3

Using Analog 6 for web stats, and I'm surprised to see over a million 404's over 54 days. Am I looking at this correctly? Is this an unusual ratio of 404's to "200 OK" page views? I don't see any 404's in the list of actual URLs; where would a list of the broken URLs be? The site is a combination of html, WordPress and asp pages on unix/apache, if that matters.

Requests       Status Codes
 6548392       200 OK
     807       206 Partial content
 1830136       301 Document moved permanently
   61795       302 Document found elsewhere
 3091342       304 Not modified since last retrieval
    3042       400 Bad request
   49012       403 Access forbidden
 1043694       404 Document not found
    2936       500 Internal server error
     411       503 Service temporarily unavailable

General stats:

Successful requests:                   9,640,541 
Average successful requests per day:     183,490 
Successful requests for pages:         1,620,543
Failed requests:                       1,099,095 (20,066) 
masegaloeh
  • 18,236
  • 10
  • 57
  • 106
markratledge
  • 519
  • 5
  • 13
  • 26

3 Answers3

5

The list of broken URLs would be in the actual log files. Right now it appears like ~15% of the requests to your system are 404. That does seem unusually high.

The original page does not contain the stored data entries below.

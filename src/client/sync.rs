//! # Automatic Sync
//!
//! Periodic background upload runs.
//!
//! A tick with nothing pending does nothing. A tick that finds a run already
//! in progress (a user-triggered sync, say) skips. A run that aborts on an
//! expired session stops the task; it is restarted after the next login.
//!
//! ## Usage
//!
//! ```rust,no_run
//! use fieldsync::client::offline::{SyncCoordinator, UploadDispatcher};
//! use fieldsync::client::sync::AutoSync;
//! use std::sync::Arc;
//! use std::time::Duration;
//!
//! # async fn example(coordinator: Arc<SyncCoordinator>, dispatcher: Arc<UploadDispatcher>) {
//! let auto_sync = AutoSync::spawn(coordinator, dispatcher, Duration::from_secs(300));
//! // ...
//! auto_sync.shutdown().await;
//! # }
//! ```

use crate::client::offline::{SyncCoordinator, SyncError, UploadDispatcher};
use std::sync::Arc;
use std::time::Duration;
use tokio::sync::watch;
use tokio::task::JoinHandle;
use tokio::time::MissedTickBehavior;

/// Handle to the background sync task
#[derive(Debug)]
pub struct AutoSync {
    handle: JoinHandle<()>,
    shutdown: watch::Sender<bool>,
}

impl AutoSync {
    pub fn spawn(
        coordinator: Arc<SyncCoordinator>,
        dispatcher: Arc<UploadDispatcher>,
        interval: Duration,
    ) -> Self {
        let (shutdown, mut shutdown_rx) = watch::channel(false);

        let handle = tokio::spawn(async move {
            tracing::info!("[SYNC] auto sync every {:?}", interval);
            let mut ticker = tokio::time::interval(interval);
            ticker.set_missed_tick_behavior(MissedTickBehavior::Delay);

            loop {
                tokio::select! {
                    _ = ticker.tick() => {}
                    _ = shutdown_rx.changed() => break,
                }

                if coordinator.stats().await.pending == 0 {
                    continue;
                }

                match dispatcher.run(&coordinator, None).await {
                    Ok(report) if report.aborted => {
                        tracing::warn!("[SYNC] session expired, auto sync stopped");
                        break;
                    }
                    Ok(_) => {}
                    Err(SyncError::AlreadyRunning) => {
                        tracing::debug!("[SYNC] run in progress, skipping tick");
                    }
                }
            }
            tracing::info!("[SYNC] auto sync stopped");
        });

        Self { handle, shutdown }
    }

    pub fn is_running(&self) -> bool {
        !self.handle.is_finished()
    }

    /// Stop after the current run, if any, finishes
    pub async fn shutdown(self) {
        let _ = self.shutdown.send(true);
        if let Err(e) = self.handle.await {
            tracing::warn!("[SYNC] auto sync task ended abnormally: {}", e);
        }
    }
}
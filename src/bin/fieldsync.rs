use clap::{Parser, Subcommand};
use fieldsync::client::offline::SyncItem;
use fieldsync::client::{
    ApiClient, AuthGate, AutoSync, Config, LocalDatabase, ReqwestTransport, SyncCoordinator,
    TokenStore, Transport, UploadDispatcher,
};
use std::path::PathBuf;
use std::sync::Arc;
use std::time::Duration;
use tracing_subscriber::EnvFilter;
use uuid::Uuid;

#[derive(Parser)]
#[command(name = "fieldsync", about = "Offline sync queue for field survey records")]
struct Args {
    /// Path to the configuration file
    #[arg(long, global = true)]
    config: Option<PathBuf>,

    #[command(subcommand)]
    command: Command,
}

#[derive(Subcommand)]
enum Command {
    /// Show queue counts and the last upload time
    Status,
    /// List queued items
    List {
        /// Only failed items
        #[arg(long, conflicts_with = "pending")]
        errors: bool,
        /// Only pending items
        #[arg(long)]
        pending: bool,
    },
    /// Upload pending items (all, or only the given ids)
    Sync { ids: Vec<Uuid> },
    /// Upload pending items periodically until interrupted
    Watch {
        #[arg(long, default_value_t = 300)]
        interval_secs: u64,
    },
    /// Put a failed item back to pending
    Retry { id: Uuid },
    /// Remove an item and its record
    Discard { id: Uuid },
    /// Remove every failed item and its record
    ClearErrors,
    /// Remove successfully uploaded items
    ClearSucceeded,
    /// Log in and store the session
    Login {
        account: String,
        #[arg(long, env = "FIELDSYNC_PASSWORD", hide_env_values = true)]
        password: String,
    },
    /// Forget the stored session
    Logout,
}

struct App {
    coordinator: Arc<SyncCoordinator>,
    api: Arc<ApiClient>,
}

impl App {
    async fn open(config: Config) -> Result<Self, Box<dyn std::error::Error>> {
        let store = Arc::new(LocalDatabase::open(config.db_path()).await?);
        let transport: Arc<dyn Transport> = Arc::new(ReqwestTransport::from_config(&config)?);
        let tokens = Arc::new(TokenStore::restore(store.clone()).await);
        let gate = Arc::new(AuthGate::new(config.clone(), transport.clone(), tokens));
        let api = Arc::new(ApiClient::new(config, transport, gate));
        let coordinator = Arc::new(SyncCoordinator::restore(store).await?);
        Ok(Self { coordinator, api })
    }

    fn dispatcher(&self) -> UploadDispatcher {
        UploadDispatcher::new(self.api.clone())
    }
}

#[tokio::main]
async fn main() -> Result<(), Box<dyn std::error::Error>> {
    tracing_subscriber::fmt()
        .with_env_filter(
            EnvFilter::try_from_default_env().unwrap_or_else(|_| EnvFilter::new("info")),
        )
        .with_writer(std::io::stderr)
        .init();

    let args = Args::parse();
    let config = Config::load(args.config.as_deref())?;
    let app = App::open(config).await?;

    match args.command {
        Command::Status => {
            let stats = app.coordinator.stats().await;
            println!(
                "pending: {}  error: {}  success: {}",
                stats.pending, stats.error, stats.success
            );
            match app.coordinator.last_upload_at().await {
                Some(at) => println!("last upload: {}", at.to_rfc3339()),
                None => println!("last upload: never"),
            }
            let logged_in = app.api.gate().tokens().is_logged_in();
            println!("session: {}", if logged_in { "active" } else { "none" });
        }
        Command::List { errors, pending } => {
            let items = if errors {
                app.coordinator.errors().await
            } else if pending {
                app.coordinator.pending().await
            } else {
                app.coordinator.items().await
            };
            items.iter().for_each(print_item);
        }
        Command::Sync { ids } => {
            let selection = (!ids.is_empty()).then_some(ids.as_slice());
            let report = app.dispatcher().run(&app.coordinator, selection).await?;
            println!(
                "uploaded: {}  failed: {}  stale: {}",
                report.succeeded, report.failed, report.stale
            );
            app.coordinator.errors().await.iter().for_each(print_item);
            if report.unsaved > 0 {
                eprintln!("warning: {} outcome(s) not saved to disk", report.unsaved);
            }
            if report.aborted {
                eprintln!("session expired; run `fieldsync login` and sync again");
                std::process::exit(2);
            }
        }
        Command::Watch { interval_secs } => {
            let auto_sync = AutoSync::spawn(
                app.coordinator.clone(),
                Arc::new(app.dispatcher()),
                Duration::from_secs(interval_secs.max(1)),
            );
            tokio::signal::ctrl_c().await?;
            auto_sync.shutdown().await;
        }
        Command::Retry { id } => {
            if !app.coordinator.reset(id).await? {
                return Err(format!("no failed item {}", id).into());
            }
            println!("{} reset to pending", id);
        }
        Command::Discard { id } => match app.coordinator.remove(id).await? {
            Some(_) => println!("{} discarded", id),
            None => return Err(format!("no queued item {}", id).into()),
        },
        Command::ClearErrors => {
            let removed = app.coordinator.clear_errors().await?;
            println!("removed {} failed item(s)", removed);
        }
        Command::ClearSucceeded => {
            let removed = app.coordinator.clear_succeeded().await?;
            println!("removed {} uploaded item(s)", removed);
        }
        Command::Login { account, password } => {
            app.api.login(&account, &password).await?;
            println!("logged in as {}", account);
        }
        Command::Logout => {
            app.api.logout().await;
            println!("logged out");
        }
    }

    Ok(())
}

fn print_item(item: &SyncItem) {
    let record = item
        .data
        .key()
        .map(|key| key.to_string())
        .unwrap_or_default();
    match item.status.message() {
        Some(message) => println!(
            "{}  {:<8} {:<9} {}  {}",
            item.id,
            item.status.label(),
            item.kind.to_string(),
            record,
            message
        ),
        None => println!(
            "{}  {:<8} {:<9} {}",
            item.id,
            item.status.label(),
            item.kind.to_string(),
            record
        ),
    }
}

If I was to guess I would bet that your page template included a link to a broken image, javascript, or css file.

A quick grep of the log files will probably reveal most of the details.

Zoredache
  • 130,897
  • 41
  • 276
  • 420
  • Starting to make sense. The top failed referrer is actually a style sheet that does exist. But the url that shows as failed is the IP of the server, not the domain, if that might matter. I can open the text file of the html server logs; what would I grep for? Thanks.... – markratledge Jul 28 '10 at 22:27
  • +1 - it'll almost certainly be a broken link embededd in the HTML or CSS. It could also be a missing `favicon.ico` or `robots.txt` – Mark Henderson Jul 28 '10 at 22:35
  • Robots.txt and favicon are fine, and all style sheet links are find.... – markratledge Jul 29 '10 at 02:58
3

I agree that is a rather high amount of 404s, but it might be automated bots trying to exploit known holes in software.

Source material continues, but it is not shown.